Hertha had not been able to sleep
for what seemed like decades.
In the silhouette of body and bed,
muzzle flashes echoed – piercing
light across the divided city.
With singeing heat of darkness
and her vision blurred from tears,
she could no longer find their
faces on the back of her eye lids.
Shuddered from slumber,
her eyes were burdened by
the fragments of fractured night.
The stars shined bright
in the powerless night but upon
the breath of the sun they dimmed
to sparks of their former brilliance…
darkness in a Nazi city.
Like Moses gazing across the river
to the Promised Land, Hertha knew
she would not be a part
of her children’s future—
Mutti could no longer be their guide.
About Hertha Feiner
Hertha Feiner was a divorced (from a gentile) mother of two daughters, Inge and Marion.

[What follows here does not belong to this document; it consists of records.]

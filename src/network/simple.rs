use super::{argmax, ChooseMove, Topology};
use crate::{
    constants::SNEK_MUTATE_PARAMS,
    error::{Error, Result},
    game::{Move, STIMULUS_LEN},
};
use rulinalg::matrix::{BaseMatrixMut, Matrix};

/// Two dense layers with a tanh between them. The weights are copied out of a genome once,
/// and never change afterwards. Play happens through a [Player], which owns the memory.
#[derive(Debug, Clone)]
pub struct Simple {
    topology: Topology,
    /// neurons × (inputs + 1)
    layer1: Matrix<f64>,
    /// outputs × (neurons + 1)
    layer2: Matrix<f64>,
}

impl Simple {
    /// Slice a genome into layers. The leading mutation slots are skipped, then layer 1 and
    /// layer 2 are read row-major, back to back.
    pub fn from_genome(topology: Topology, genome: &[f64]) -> Result<Self> {
        let expected = topology.genome_len();
        if genome.len() != expected {
            return Err(Error::GenomeLength {
                expected,
                got: genome.len(),
            });
        }

        let (l1, _) = topology.layer_sizes();
        let weights = &genome[SNEK_MUTATE_PARAMS..];
        Ok(Self {
            topology,
            layer1: Matrix::new(topology.neurons, topology.inputs() + 1, &weights[..l1]),
            layer2: Matrix::new(topology.outputs(), topology.neurons + 1, &weights[l1..]),
        })
    }

    #[inline]
    pub fn topology(&self) -> Topology {
        self.topology
    }

    /// A fresh player with zeroed memory
    pub fn player(&self) -> Player<'_> {
        Player {
            net: self,
            memory: vec![0.; self.topology.memories],
        }
    }

    /// Raw outputs for a stimulus and memory: move logits first, then memory pre-activations
    pub fn forward(&self, stimulus: &[f64], memory: &[f64]) -> Vec<f64> {
        debug_assert_eq!(STIMULUS_LEN, stimulus.len());
        debug_assert_eq!(self.topology.memories, memory.len());

        let mut input = Vec::with_capacity(self.topology.inputs() + 1);
        input.extend_from_slice(stimulus);
        input.extend_from_slice(memory);
        input.push(1.);

        let mut hidden = (&self.layer1 * Matrix::new(input.len(), 1, input))
            .apply(&f64::tanh)
            .into_vec();
        hidden.push(1.);

        (&self.layer2 * Matrix::new(hidden.len(), 1, hidden)).into_vec()
    }
}

/// One episode's worth of play from a [Simple] network
#[derive(Debug)]
pub struct Player<'a> {
    net: &'a Simple,
    memory: Vec<f64>,
}

impl Player<'_> {
    #[inline]
    pub fn memory(&self) -> &[f64] {
        &self.memory
    }
}

impl ChooseMove for Player<'_> {
    fn choose_move(&mut self, stimulus: &[f64]) -> Move {
        let out = self.net.forward(stimulus, &self.memory);
        let (logits, memory) = out.split_at(Move::ALL.len());
        for (slot, v) in self.memory.iter_mut().zip(memory) {
            *slot = v.tanh();
        }
        Move::from_index(argmax(logits))
    }
}
//! Scoring organisms by playing games with them, across every available core.

use crate::{
    constants::SNEK_GAMES_PER_ORGANISM,
    episode::{play, Limits},
    error::Result,
    game::Game,
    network::{Simple, Topology},
    organism::Organism,
    random::WyRng,
};
use core::sync::atomic::{AtomicUsize, Ordering};
use rand::RngCore;
use rayon::{prelude::*, ThreadPool, ThreadPoolBuilder};
use std::thread::available_parallelism;
use tracing::debug;

/// A long lived pool of workers who score organisms. Every organism plays `games` fresh games,
/// each with a fresh network built from its genome.
pub struct Judge {
    pool: ThreadPool,
    size: usize,
    topology: Topology,
    games: usize,
    limits: Limits,
}

impl Judge {
    /// `threads` defaults to the available hardware parallelism
    pub fn new(
        size: usize,
        topology: Topology,
        games: usize,
        limits: Limits,
        threads: Option<usize>,
    ) -> Result<Self> {
        let threads = threads
            .or_else(|| available_parallelism().ok().map(usize::from))
            .unwrap_or(1);
        let pool = ThreadPoolBuilder::new()
            .num_threads(threads)
            .thread_name(|idx| format!("judge-{idx}"))
            .build()?;
        debug!(threads, "judge pool started");

        Ok(Self {
            pool,
            size,
            topology,
            games,
            limits,
        })
    }

    /// A judge with default games and limits
    pub fn with_topology(size: usize, topology: Topology) -> Result<Self> {
        Self::new(
            size,
            topology,
            SNEK_GAMES_PER_ORGANISM,
            Limits::default(),
            None,
        )
    }

    #[inline]
    pub fn threads(&self) -> usize {
        self.pool.current_num_threads()
    }

    #[inline]
    pub fn games(&self) -> usize {
        self.games
    }

    /// Play every organism's games, recording each score on it. Returns once the whole batch is
    /// scored. Each organism plays on its own rng, seeded from `rng` before any work is handed
    /// out, so the scores don't depend on how the work gets scheduled.
    ///
    /// `install` is the barrier. The completion counter only checks, in debug builds, that every
    /// organism of the batch was reached, and feeds the log line.
    pub fn judge(&self, batch: &mut [Organism], rng: &mut impl RngCore) -> Result<()> {
        let seeds = batch.iter().map(|_| rng.next_u64()).collect::<Vec<_>>();
        let done = AtomicUsize::new(0);

        self.pool.install(|| {
            batch
                .par_iter_mut()
                .zip(seeds.par_iter())
                .try_for_each(|(organism, seed)| -> Result<()> {
                    let net = Simple::from_genome(self.topology, &organism.genome)?;
                    let mut rng = WyRng::seeded(*seed);
                    for _ in 0..self.games {
                        organism.record(play(self.size, net.player(), self.limits, &mut rng, None));
                    }
                    done.fetch_add(1, Ordering::Relaxed);
                    Ok(())
                })
        })?;

        let scored = done.load(Ordering::Relaxed);
        debug_assert_eq!(batch.len(), scored);
        debug!(scored, "batch judged");
        Ok(())
    }

    /// Play one game with `genome`, keeping every state along the way
    pub fn replay(&self, genome: &[f64], rng: &mut impl RngCore) -> Result<Vec<Game>> {
        let net = Simple::from_genome(self.topology, genome)?;
        let mut history = Vec::new();
        play(self.size, net.player(), self.limits, rng, Some(&mut history));
        Ok(history)
    }
}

She was a teacher in a Jewish day school in Berlin before the Nazi’s came to power and taught until she was forced to work elsewhere (she was later assigned by the SS to type the deportation lists). Feiner’s passion was teaching her students but her love was for her daughters whom she had sent to boarding school in Gland, Switzerland (Les Reyons) to save them from the Nazi’s inevitable atrocities. Hertha wrote to her daughters as frequently as she could – many of these letters were collected in the book Before Deportation: Letters from a Mother to Her Daughters: January 1939 – December 1942 (Northwestern University Press: Evanston (IL), 1999). Feiner committed suicide while on a train making its way to Auschwitz.